● **TASK REQUIREMENTS**
Write the entries below again, precisely as they appear.

● **AVAILABLE RECORDS**
-------

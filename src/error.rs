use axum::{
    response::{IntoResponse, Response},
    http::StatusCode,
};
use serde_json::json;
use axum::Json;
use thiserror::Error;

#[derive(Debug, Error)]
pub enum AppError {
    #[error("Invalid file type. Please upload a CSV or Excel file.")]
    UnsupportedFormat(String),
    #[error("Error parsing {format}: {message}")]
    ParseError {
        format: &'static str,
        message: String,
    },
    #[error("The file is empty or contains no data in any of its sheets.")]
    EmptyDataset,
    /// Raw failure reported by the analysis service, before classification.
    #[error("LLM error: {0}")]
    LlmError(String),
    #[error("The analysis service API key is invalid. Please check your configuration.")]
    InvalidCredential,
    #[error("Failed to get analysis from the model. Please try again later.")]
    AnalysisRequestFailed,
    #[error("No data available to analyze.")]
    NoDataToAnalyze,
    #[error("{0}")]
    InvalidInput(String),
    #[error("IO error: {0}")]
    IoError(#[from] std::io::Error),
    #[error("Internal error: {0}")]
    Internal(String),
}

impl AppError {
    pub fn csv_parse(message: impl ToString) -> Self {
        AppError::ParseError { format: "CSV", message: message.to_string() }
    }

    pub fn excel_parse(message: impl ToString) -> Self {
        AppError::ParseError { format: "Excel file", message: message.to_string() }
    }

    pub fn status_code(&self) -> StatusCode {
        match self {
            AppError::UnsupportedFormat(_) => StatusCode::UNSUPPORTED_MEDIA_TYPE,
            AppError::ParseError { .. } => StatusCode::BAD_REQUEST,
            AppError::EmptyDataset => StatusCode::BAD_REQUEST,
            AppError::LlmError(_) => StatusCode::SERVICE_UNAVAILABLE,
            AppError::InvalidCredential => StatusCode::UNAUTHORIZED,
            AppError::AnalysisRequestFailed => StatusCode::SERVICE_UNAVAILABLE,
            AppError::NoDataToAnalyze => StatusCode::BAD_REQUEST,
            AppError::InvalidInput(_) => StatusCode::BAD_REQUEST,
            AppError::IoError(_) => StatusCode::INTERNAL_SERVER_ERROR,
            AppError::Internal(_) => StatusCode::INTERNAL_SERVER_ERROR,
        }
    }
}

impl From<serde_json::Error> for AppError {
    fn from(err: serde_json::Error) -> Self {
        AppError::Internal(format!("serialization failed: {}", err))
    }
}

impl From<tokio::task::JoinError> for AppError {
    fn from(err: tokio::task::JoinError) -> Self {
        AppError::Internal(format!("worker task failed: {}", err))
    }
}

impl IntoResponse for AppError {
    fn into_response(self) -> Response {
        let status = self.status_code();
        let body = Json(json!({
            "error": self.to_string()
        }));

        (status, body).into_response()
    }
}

-------

● **WRITTEN ANSWER**
filename src/error.rs
use axum::{
    response::{IntoResponse, Response},
    http::StatusCode,
};
use serde_json::json;
use axum::Json;
use thiserror::Error;

#[derive(Debug, Error)]
pub enum AppError {
    #[error("Invalid file type. Please upload a CSV or Excel file.")]
    UnsupportedFormat(String),
    #[error("Error parsing {format}: {message}")]
    ParseError {
        format: &'static str,
        message: String,
    },
    #[error("The file is empty or contains no data in any of its sheets.")]
    EmptyDataset,
    /// Raw failure reported by the analysis service, before classification.
    #[error("LLM error: {0}")]
    LlmError(String),
    #[error("The analysis service API key is invalid. Please check your configuration.")]
    InvalidCredential,
    #[error("Failed to get analysis from the model. Please try again later.")]
    AnalysisRequestFailed,
    #[error("No data available to analyze.")]
    NoDataToAnalyze,
    #[error("{0}")]
    InvalidInput(String),
    #[error("IO error: {0}")]
    IoError(#[from] std::io::Error),
    #[error("Internal error: {0}")]
    Internal(String),
}

impl AppError {
    pub fn csv_parse(message: impl ToString) -> Self {
        AppError::ParseError { format: "CSV", message: message.to_string() }
    }

    pub fn excel_parse(message: impl ToString) -> Self {
        AppError::ParseError { format: "Excel file", message: message.to_string() }
    }

    pub fn status_code(&self) -> StatusCode {
        match self {
            AppError::UnsupportedFormat(_) => StatusCode::UNSUPPORTED_MEDIA_TYPE,
            AppError::ParseError { .. } => StatusCode::BAD_REQUEST,
            AppError::EmptyDataset => StatusCode::BAD_REQUEST,
            AppError::LlmError(_) => StatusCode::SERVICE_UNAVAILABLE,
            AppError::InvalidCredential => StatusCode::UNAUTHORIZED,
            AppError::AnalysisRequestFailed => StatusCode::SERVICE_UNAVAILABLE,
            AppError::NoDataToAnalyze => StatusCode::BAD_REQUEST,
            AppError::InvalidInput(_) => StatusCode::BAD_REQUEST,
            AppError::IoError(_) => StatusCode::INTERNAL_SERVER_ERROR,
            AppError::Internal(_) => StatusCode::INTERNAL_SERVER_ERROR,
        }
    }
}

impl From<serde_json::Error> for AppError {
    fn from(err: serde_json::Error) -> Self {
        AppError::Internal(format!("serialization failed: {}", err))
    }
}

impl From<tokio::task::JoinError> for AppError {
    fn from(err: tokio::task::JoinError) -> Self {
        AppError::Internal(format!("worker task failed: {}", err))
    }
}

impl IntoResponse for AppError {
    fn into_response(self) -> Response {
        let status = self.status_code();
        let body = Json(json!({
            "error": self.to_string()
        }));

        (status, body).into_response()
    }
}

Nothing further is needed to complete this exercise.